Another Long Island craft brewery on hand was Barrier Brewing, of Oceanside, NY. Barrier is a fairly young enterprise, having been founded in 2009. Craig said that while there are about 9 breweries on Long Island, Barrier is the only one in Nassau County. (In consideration of that, I wonder if they'll brew a Dutch beer...)
BR, Craig of Barrier, Bob, and Bob's new haircut.
Both Craig and founder Evan worked at Sixpoint Brewing before Barrier, where they gained valuable brewing knowledge and experience. Prior to that, it was homebrewing, as is so often the case with craft brewers.

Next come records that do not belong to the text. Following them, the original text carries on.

//! Compute platform client contract.
//!
//! The scheduler talks to the platform that runs jobs only through the
//! [`ComputeClient`] trait:
//! - Listing job runs for a source cluster/workspace (paginated)
//! - Fetching the deployment manifest of an application
//! - Creating an application from a manifest
//! - Triggering a job and terminating a job run
//!
//! Failures carry a typed [`FailureReason`] so callers can decide on retries
//! without inspecting messages.

pub mod http;

use async_trait::async_trait;
use fallback_reconcile::{JobRunPage, JobRunStatus};
use serde::Serialize;
use serde_json::Value;
use thiserror::Error;

pub use http::HttpComputeClient;

/// Service credential used for every platform call.
#[derive(Clone, PartialEq, Eq)]
pub struct Credential(String);

impl Credential {
    pub fn new(token: impl Into<String>) -> Self {
        Self(token.into())
    }

    /// `Authorization` header value.
    pub fn bearer(&self) -> String {
        format!("Bearer {}", self.0)
    }
}

impl std::fmt::Debug for Credential {
    fn fmt(&self, f: &mut std::fmt::Formatter<'_>) -> std::fmt::Result {
        f.write_str("Credential(<redacted>)")
    }
}

/// How a failed platform call should be treated.
#[derive(Debug, Clone, Copy, PartialEq, Eq)]
pub enum FailureReason {
    /// The destination deployment exists but cannot be triggered yet.
    DeploymentNotReady,

    /// Network trouble, timeouts, throttling or server-side errors.
    Transient,

    /// Anything retrying will not fix.
    Fatal,
}

/// Compute platform errors.
#[derive(Debug, Error)]
pub enum ComputeError {
    /// No active deployment to trigger yet.
    #[error("deployment not ready: {0}")]
    DeploymentNotReady(String),

    /// The per-call timeout elapsed.
    #[error("request timed out: {0}")]
    Timeout(String),

    /// Connection-level failure.
    #[error("network error: {0}")]
    Network(String),

    /// Non-success response from the platform.
    #[error("platform returned {status}: {message}")]
    Api { status: u16, message: String },

    /// Response body could not be understood.
    #[error("invalid response: {0}")]
    InvalidResponse(String),

    /// The HTTP client could not be constructed.
    #[error("client setup failed: {0}")]
    Setup(String),
}

impl ComputeError {
    pub fn reason(&self) -> FailureReason {
        match self {
            Self::DeploymentNotReady(_) => FailureReason::DeploymentNotReady,
            Self::Timeout(_) | Self::Network(_) => FailureReason::Transient,
            Self::Api { status, .. } if *status == 408 || *status == 429 || *status >= 500 => {
                FailureReason::Transient
            }
            Self::Api { .. } | Self::InvalidResponse(_) | Self::Setup(_) => FailureReason::Fatal,
        }
    }
}

/// Filter and window for a job-run listing.
#[derive(Debug, Clone, PartialEq, Eq)]
pub struct JobRunQuery {
    pub statuses: Vec<JobRunStatus>,
    pub limit: u32,
    pub offset: u32,
}

/// A deployment as returned by the platform.
#[derive(Debug, Clone, Default, PartialEq)]
pub struct Deployment {
    pub manifest: Option<Value>,
}

/// Application creation request.
#[derive(Debug, Clone, PartialEq, Serialize)]
#[serde(rename_all = "camelCase")]
pub struct CreateApplicationRequest {
    pub manifest: Value,
    pub dry_run: bool,
    pub force_deploy: bool,
    pub trigger_on_deploy: bool,
}

impl CreateApplicationRequest {
    /// A real (non-dry-run) forced deploy that does not trigger on its own.
    pub fn deploy(manifest: Value) -> Self {
        Self {
            manifest,
            dry_run: false,
            force_deploy: true,
            trigger_on_deploy: false,
        }
    }
}

/// The application a create call produced.
#[derive(Debug, Clone, PartialEq, Eq)]
pub struct CreatedApplication {
    pub application_id: String,
}

/// Narrow client for the compute platform.
#[async_trait]
pub trait ComputeClient: Send + Sync {
    /// List job runs in a cluster/workspace.
    async fn list_job_runs(
        &self,
        auth: &Credential,
        cluster_id: &str,
        workspace_id: &str,
        query: &JobRunQuery,
    ) -> Result<JobRunPage, ComputeError>;

    /// Fetch the deployment of `application_id`, optionally at `version`.
    async fn get_deployment_manifest(
        &self,
        auth: &Credential,
        application_id: &str,
        version: Option<&str>,
        tenant: &str,
    ) -> Result<Deployment, ComputeError>;

    /// Create (deploy) an application from a manifest.
    async fn create_application(
        &self,
        auth: &Credential,
        request: &CreateApplicationRequest,
        tenant: &str,
    ) -> Result<CreatedApplication, ComputeError>;

    /// Trigger a run of a job application.
    async fn trigger_job(
        &self,
        auth: &Credential,
        application_id: &str,
        input: Option<&Value>,
        tenant: &str,
    ) -> Result<(), ComputeError>;

    /// Terminate a job run.
    async fn terminate_job_run(
        &self,
        auth: &Credential,
        job_run_id: &str,
        job_run_name: &str,
        tenant: &str,
    ) -> Result<(), ComputeError>;
}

One of the beers that they featured at the Brewers' Choice was a delicious German style Rauchbier/Smoke Beer (5.4%abv) that they call Frau Blücher. 65% of the malt bill for the brew is imported German Rauchmalt (from Bamberg, we presume).
What better to go with LI oysters than LI beer?
He said that the brewery currently brews 27 different beers! We'd imagine that at least one of them would go well with some L.I. oysters -- though perhaps Naked Cowboy, Peconic Bay or Tomahawk oysters, more so than Blue Points!

Tuesday, October 18, 2011

Bitter & Esters

Thanks to Clara for snapping this photo!
Bitter & Esters is a new shop in Prospect Heights, Brooklyn which does three distinctly different but connected things. It is:

1. a homebrew supply shop;
2. a brew on premises business;
3. a classroom, teaching people how to make beer, and other things that ferment.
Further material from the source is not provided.